| Exercise aim |
Copy out the records below exactly as they appear.

Records from a dataset:
%%

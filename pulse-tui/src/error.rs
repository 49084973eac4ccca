//! Error types for the TUI.

use crate::api_client::ApiClientError;
use crate::config::ConfigError;

#[derive(Debug, thiserror::Error)]
pub enum TuiError {
    #[error("IO error: {0}")]
    Io(#[from] std::io::Error),
    #[error(transparent)]
    Config(#[from] ConfigError),
    #[error(transparent)]
    Api(#[from] ApiClientError),
    #[error("Telemetry error: {0}")]
    Telemetry(String),
}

%%

| Task solution |
filename pulse-tui/src/error.rs
repository 49084973eac4ccca
//! Error types for the TUI.

use crate::api_client::ApiClientError;
use crate::config::ConfigError;

#[derive(Debug, thiserror::Error)]
pub enum TuiError {
    #[error("IO error: {0}")]
    Io(#[from] std::io::Error),
    #[error(transparent)]
    Config(#[from] ConfigError),
    #[error(transparent)]
    Api(#[from] ApiClientError),
    #[error("Telemetry error: {0}")]
    Telemetry(String),
}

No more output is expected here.